To highlight some of the challenges involved with digital compliance, let’s take a look at one regulatory mandate: PCI DSS.

What is PCI DSS?

Payment Card Industry Data Security Standard (PCI DSS) compliance mandates the proper processing, storage, and transfer of credit card data. There are 4 different levels of PCI DSS compliance depending on the volume of credit card data enterprises process and 12 steps to full compliance.

Altogether, PCI DSS sounds like a daunting, possibly overwhelming prospect for enterprises to achieve, but according to the PCI Security Standards Council compliance boils to down to three steps:

  • Assessing business processes that deal with credit card data and analyzing them for potential vulnerabilities.
  • Eliminating detected vulnerabilities and making credit card storage a means of last resort.
  • Compiling and submitting required reports.

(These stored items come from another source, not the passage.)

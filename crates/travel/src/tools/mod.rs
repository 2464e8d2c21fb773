//! Tools exposed to the revision agent.

mod activities;
mod calculator;
mod evals;
mod final_answer;
mod weather;

pub use activities::ActivitiesTool;
pub use calculator::CalculatorTool;
pub use evals::EvalsTool;
pub use final_answer::FinalAnswerTool;
pub use weather::WeatherTool;

use crate::models::{TravelItinerary, VacationInfo};
use chrono::NaiveDate;
use engine::{ToolError, ToolRegistry};
use serde_json::{Map, Value};
use std::sync::Arc;

/// Name of the tool whose successful dispatch ends the loop.
pub const FINAL_ANSWER_TOOL: &str = "final_answer_tool";
/// Name of the validation tool the guard policy watches for.
pub const EVALS_TOOL: &str = "run_evals_tool";

/// Register the full AgentsVille tool set.
pub fn register_all(registry: &mut ToolRegistry, vacation: VacationInfo) -> engine::Result<()> {
    registry.register(Arc::new(CalculatorTool::new()))?;
    registry.register(Arc::new(ActivitiesTool::new()))?;
    registry.register(Arc::new(WeatherTool::new()))?;
    registry.register(Arc::new(EvalsTool::new(vacation)))?;
    registry.register(Arc::new(FinalAnswerTool::new()))?;
    Ok(())
}

/// Resolve the itinerary a tool should operate on: an explicit
/// `itinerary` argument wins, otherwise the working artifact.
pub(crate) fn itinerary_from(
    arguments: &Map<String, Value>,
    artifact: &Value,
) -> Result<TravelItinerary, ToolError> {
    let source = arguments.get("itinerary").unwrap_or(artifact);
    serde_json::from_value(source.clone())
        .map_err(|e| ToolError::InvalidArguments(format!("not a valid itinerary: {e}")))
}

pub(crate) fn parse_date(s: &str) -> Result<NaiveDate, ToolError> {
    s.parse()
        .map_err(|_| ToolError::InvalidArguments(format!("'{s}' is not a YYYY-MM-DD date")))
}

#[cfg(test)]
pub(crate) mod test_support {
    use super::*;
    use crate::models::{CITY, Interest};
    use serde_json::json;

    pub fn vacation() -> VacationInfo {
        VacationInfo {
            city: CITY.into(),
            start_date: "2025-06-10".parse().unwrap(),
            end_date: "2025-06-11".parse().unwrap(),
            travelers: vec!["Ada Lovelace".into(), "Alan Turing".into()],
            interests: vec![Interest::Technology, Interest::Art],
            budget_currency: "USD".into(),
            budget_amount: 120.0,
        }
    }

    /// A valid two-day itinerary built from real catalog entries.
    pub fn itinerary() -> Value {
        json!({
            "city": CITY,
            "start_date": "2025-06-10",
            "end_date": "2025-06-11",
            "travelers": ["Ada Lovelace", "Alan Turing"],
            "interests": ["technology", "art"],
            "currency": "USD",
            "total_cost": 0.0,
            "days": [
                {
                    "date": "2025-06-10",
                    "activities": [{
                        "activity_id": "event-0610-01",
                        "name": "Robotics Lab Open House",
                        "start_time": "2025-06-10 10:00",
                        "end_time": "2025-06-10 12:00",
                        "location": "Tinker Quarter",
                        "description": "Indoor tour of the city robotics lab with live demos.",
                        "price": 25.0,
                        "related_interests": ["technology"],
                    }],
                },
                {
                    "date": "2025-06-11",
                    "activities": [{
                        "activity_id": "event-0611-01",
                        "name": "Modern Art Museum Tour",
                        "start_time": "2025-06-11 09:30",
                        "end_time": "2025-06-11 11:30",
                        "location": "Museum District",
                        "description": "Guided indoor tour of the modern art wing.",
                        "price": 22.0,
                        "related_interests": ["art"],
                    }],
                },
            ],
        })
    }

    pub fn args(value: Value) -> Map<String, Value> {
        value.as_object().cloned().unwrap_or_default()
    }
}
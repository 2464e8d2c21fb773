//! SQLite-backed trace storage for Waypoint agent runs.
//!
//! This crate persists the trace of every agent loop run — the complete
//! record of model messages, dispatched tool calls, observations, and run
//! lifecycle events. Every run is queryable after the fact, enabling
//! "why did it do that?" debugging of the THOUGHT/ACTION/OBSERVATION cycle.
//!
//! # Core concepts
//!
//! ## TraceStore
//!
//! The [`TraceStore`] is the primary interface for persistence. It wraps a
//! SQLite database and provides methods to append events and query run
//! history.
//!
//! ## Event
//!
//! An [`Event`] represents something that happened during a run: a unique
//! ID, the owning [`RunId`], a timestamp, and an [`EventKind`] describing
//! what happened (messages, tool calls, observations, run start/end).
//!
//! ## RunId
//!
//! A [`RunId`] is a UUID identifying one loop run. It displays as a string
//! and parses back, enabling CLI commands like `waypoint logs --run abc123`.
//!
//! # Example
//!
//! ```no_run
//! use storage::{Event, EventKind, Role, RunId, TraceStore};
//!
//! let store = TraceStore::open("trace.db")?;
//!
//! let run_id = RunId::new();
//! store.append(&Event::new(run_id, EventKind::RunStart))?;
//! store.append(&Event::message(run_id, Role::Assistant, "THOUGHT: ..."))?;
//! store.append(&Event::new(
//!     run_id,
//!     EventKind::RunEnd {
//!         status: "completed".into(),
//!         steps: 3,
//!     },
//! ))?;
//!
//! for event in store.load_run(run_id)? {
//!     println!("{}: {:?}", event.timestamp, event.kind);
//! }
//! # Ok::<(), storage::Error>(())
//! ```

mod error;
mod event;
mod store;

pub use error::{Error, Result};
pub use event::{Event, EventKind, Role, RunId};
pub use store::{RunSummary, TraceStore};
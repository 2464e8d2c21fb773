//! Initial itinerary generation.
//!
//! One model call drafts the whole itinerary; the reply is expected to be
//! a bare JSON document, extracted with the same balanced-object scan the
//! action parser uses and validated before use. Refinement is the revision
//! agent's job.

use crate::models::{TravelItinerary, VacationInfo, ValidationError};
use crate::prompts;
use engine::parser::first_json_object;
use engine::{ChatRequest, Message, ModelBackend, ModelError};
use thiserror::Error;
use tracing::info;

/// Errors from itinerary generation.
#[derive(Debug, Error)]
pub enum PlannerError {
    /// The model call failed.
    #[error("model backend: {0}")]
    Model(#[from] ModelError),

    /// The reply did not contain a parseable itinerary document.
    #[error("malformed itinerary reply: {0}")]
    Malformed(String),

    /// The itinerary parsed but violates the vacation constraints.
    #[error("invalid itinerary: {0}")]
    Invalid(#[from] ValidationError),
}

/// Draft an itinerary for the given vacation with a single model call.
pub async fn generate_itinerary<B: ModelBackend>(
    backend: &B,
    vacation: &VacationInfo,
) -> Result<TravelItinerary, PlannerError> {
    let task = prompts::planner_task(vacation);
    let response = backend
        .chat(ChatRequest {
            messages: &[Message::user(task)],
            system: Some(prompts::PLANNER_SYSTEM_PROMPT),
        })
        .await?;

    let span = first_json_object(&response.content)
        .map_err(|e| PlannerError::Malformed(e.to_string()))?;
    let itinerary: TravelItinerary =
        serde_json::from_str(span).map_err(|e| PlannerError::Malformed(e.to_string()))?;
    itinerary.validate()?;

    info!(
        days = itinerary.days.len(),
        total_cost = itinerary.total_cost,
        "drafted itinerary"
    );
    Ok(itinerary)
}

#[cfg(test)]
mod tests {
    use super::*;
    use crate::tools::test_support::{itinerary, vacation};
    use engine::{ChatResponse, Usage};

    struct CannedBackend {
        reply: String,
    }

    impl ModelBackend for CannedBackend {
        async fn chat(
            &self,
            _request: ChatRequest<'_>,
        ) -> Result<ChatResponse, ModelError> {
            Ok(ChatResponse {
                content: self.reply.clone(),
                usage: Usage::default(),
            })
        }
    }

    #[tokio::test]
    async fn parses_itinerary_with_surrounding_commentary() {
        let backend = CannedBackend {
            reply: format!("Here is your plan:\n{}\nEnjoy!", itinerary()),
        };

        let itin = generate_itinerary(&backend, &vacation()).await.unwrap();
        assert_eq!(itin.city, "AgentsVille");
        assert_eq!(itin.days.len(), 2);
    }

    #[tokio::test]
    async fn reply_without_json_is_malformed() {
        let backend = CannedBackend {
            reply: "I cannot plan this trip.".into(),
        };
        let err = generate_itinerary(&backend, &vacation()).await.unwrap_err();
        assert!(matches!(err, PlannerError::Malformed(_)));
    }

    #[tokio::test]
    async fn wrong_city_is_invalid() {
        let mut doc = itinerary();
        doc["city"] = serde_json::json!("Gotham");
        let backend = CannedBackend {
            reply: doc.to_string(),
        };
        let err = generate_itinerary(&backend, &vacation()).await.unwrap_err();
        assert!(matches!(err, PlannerError::Invalid(_)));
    }
}
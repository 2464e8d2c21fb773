//! Name-keyed tool registry.

use super::{Tool, ToolSpec};
use crate::{Error, Result};
use std::collections::HashMap;
use std::sync::Arc;
use tracing::debug;

/// A fixed mapping from tool name to handler.
///
/// Populated once at startup; the loop never mutates it afterwards.
#[derive(Default)]
pub struct ToolRegistry {
    tools: HashMap<String, Arc<dyn Tool>>,
}

impl ToolRegistry {
    /// Create a new empty registry.
    pub fn new() -> Self {
        Self::default()
    }

    /// Register a tool under its spec name.
    ///
    /// Duplicate names are a fatal configuration error, never a silent
    /// overwrite.
    pub fn register(&mut self, tool: Arc<dyn Tool>) -> Result<()> {
        let name = tool.spec().name.clone();
        if self.tools.contains_key(&name) {
            return Err(Error::DuplicateTool(name));
        }
        debug!(tool = %name, "registered tool");
        self.tools.insert(name, tool);
        Ok(())
    }

    /// Look up a tool by name.
    pub fn get(&self, name: &str) -> Option<Arc<dyn Tool>> {
        self.tools.get(name).map(Arc::clone)
    }

    /// Whether a tool with this name is registered.
    pub fn contains(&self, name: &str) -> bool {
        self.tools.contains_key(name)
    }

    /// All registered tool names, sorted.
    pub fn names(&self) -> Vec<String> {
        let mut names: Vec<String> = self.tools.keys().cloned().collect();
        names.sort();
        names
    }

    /// All registered tool specs, sorted by name.
    pub fn specs(&self) -> Vec<ToolSpec> {
        let mut specs: Vec<ToolSpec> = self.tools.values().map(|t| t.spec().clone()).collect();
        specs.sort_by(|a, b| a.name.cmp(&b.name));
        specs
    }

    /// Render the catalog text included in the system prompt: one entry
    /// per tool with its description and parameter schema.
    pub fn catalog(&self) -> String {
        self.specs()
            .iter()
            .map(|spec| {
                format!(
                    "- {}: {}\n  parameters JSON schema: {}",
                    spec.name, spec.description, spec.parameters
                )
            })
            .collect::<Vec<_>>()
            .join("\n")
    }

    pub fn len(&self) -> usize {
        self.tools.len()
    }

    pub fn is_empty(&self) -> bool {
        self.tools.is_empty()
    }
}

#[cfg(test)]
mod tests {
    use super::*;
    use crate::tools::{ToolError, ToolOutput};
    use async_trait::async_trait;
    use serde_json::{Map, Value, json};

    struct NamedTool {
        spec: ToolSpec,
    }

    impl NamedTool {
        fn new(name: &str) -> Self {
            Self {
                spec: ToolSpec::new(name, "a test tool", json!({"type": "object"})),
            }
        }
    }

    #[async_trait]
    impl Tool for NamedTool {
        fn spec(&self) -> &ToolSpec {
            &self.spec
        }

        async fn call(
            &self,
            _arguments: &Map<String, Value>,
            _artifact: &Value,
        ) -> std::result::Result<ToolOutput, ToolError> {
            Ok(ToolOutput::payload(json!({"ok": true})))
        }
    }

    #[test]
    fn register_and_lookup() {
        let mut registry = ToolRegistry::new();
        registry.register(Arc::new(NamedTool::new("echo_tool"))).unwrap();

        assert!(registry.contains("echo_tool"));
        assert!(registry.get("echo_tool").is_some());
        assert!(registry.get("missing_tool").is_none());
    }

    #[test]
    fn duplicate_registration_fails() {
        let mut registry = ToolRegistry::new();
        registry.register(Arc::new(NamedTool::new("echo_tool"))).unwrap();

        let err = registry
            .register(Arc::new(NamedTool::new("echo_tool")))
            .unwrap_err();
        assert!(matches!(err, Error::DuplicateTool(name) if name == "echo_tool"));
        assert_eq!(registry.len(), 1);
    }

    #[test]
    fn names_are_sorted() {
        let mut registry = ToolRegistry::new();
        registry.register(Arc::new(NamedTool::new("zeta_tool"))).unwrap();
        registry.register(Arc::new(NamedTool::new("alpha_tool"))).unwrap();

        assert_eq!(registry.names(), vec!["alpha_tool", "zeta_tool"]);
    }

    #[test]
    fn catalog_lists_every_tool() {
        let mut registry = ToolRegistry::new();
        registry.register(Arc::new(NamedTool::new("echo_tool"))).unwrap();

        let catalog = registry.catalog();
        assert!(catalog.contains("echo_tool"));
        assert!(catalog.contains("parameters JSON schema"));
    }
}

PCI DSS compliance is evaluated and enforced by individual payment brands like Visa or Mastercard, who each may have different compliance validation levels.

I Own a Small Business. Can I Ignore PCI DSS?

A persistent delusion in the corporate world is that small businesses and enterprises because they only process a relatively smaller volume of credit card data, they do not need to be in PCI DSS compliance.

The key word there is of course “delusion.”

It does not matter what size your business is or how infrequently you process credit card data—you still need to be in PCI DSS compliance even if you process just one users’ credit card. Furthermore, you are still responsible for compliance even if you outsource your credit card data processing to a third-party. You need to evaluate whether they are in compliance and ensure whatever activity you do perform involving credit cards—such as issuing a refund—follows regulations.

Your enterprise is also responsible for preventing data breaches of credit card data, as PCI DSS compliance holds you liable for fraudulent transactions in your data flows.  

What are the Consequences of a PCI DSS Compliance Failure?         

Failing to comply with PCI DSS—including suffering a data breach customer credit cards you could have prevented—can result in some expected consequences:

  • Lost consumer confidence
  • Loss of sales
  • Legal costs from lawsuits, settlements, and fines
  • Higher cybersecurity or compliance costs in the future.

However, a PCI DSS compliance failure can have uniquely damaging consequences as well:

  • Fraud losses
  • Termination of ability to accept payment cards
  • Costs of re-issuing new payment cards.  

The consequences of a compliance failure are such that customer-facing businesses or businesses that handle client payments could be in a precarious financial situation afterward.

I’ve Achieved PCI DSS Compliance! I’m Finished!   

Well, not quite. PCI DSS is not a one-time event. Regulatory standards change to adapt to new hacking tactics and potential liabilities. Focusing on a once-a-year compliance assessment may fool you into thinking that you are safe; enterprises that pass their assessment but suffer a credit card data breach later in the year often find they were out of compliance when the breach occurred.   

You need to think of PCI DSS compliance as a marathon, not a sprint. It takes continual reassessment and re-enforcement even through reorganizations and employee turnovers. Automating some of the processes can certainly help, but it needs to be tackled on the human level just as much if not more.

So how can SIEM Help?

SIEM solutions can help with the basic components of PCI DSS compliance to make the lives of your employees and IT security professionals easier. SIEM can assess and analyze your business processes for potential security events and vulnerabilities, eliminate those vulnerabilities, and help your IT teams compile compliance reports for the various industry enforcers. In others, SIEM solutions can provide the technical tools to make compliance far easier and keep your enterprise adaptable to regulatory changes.     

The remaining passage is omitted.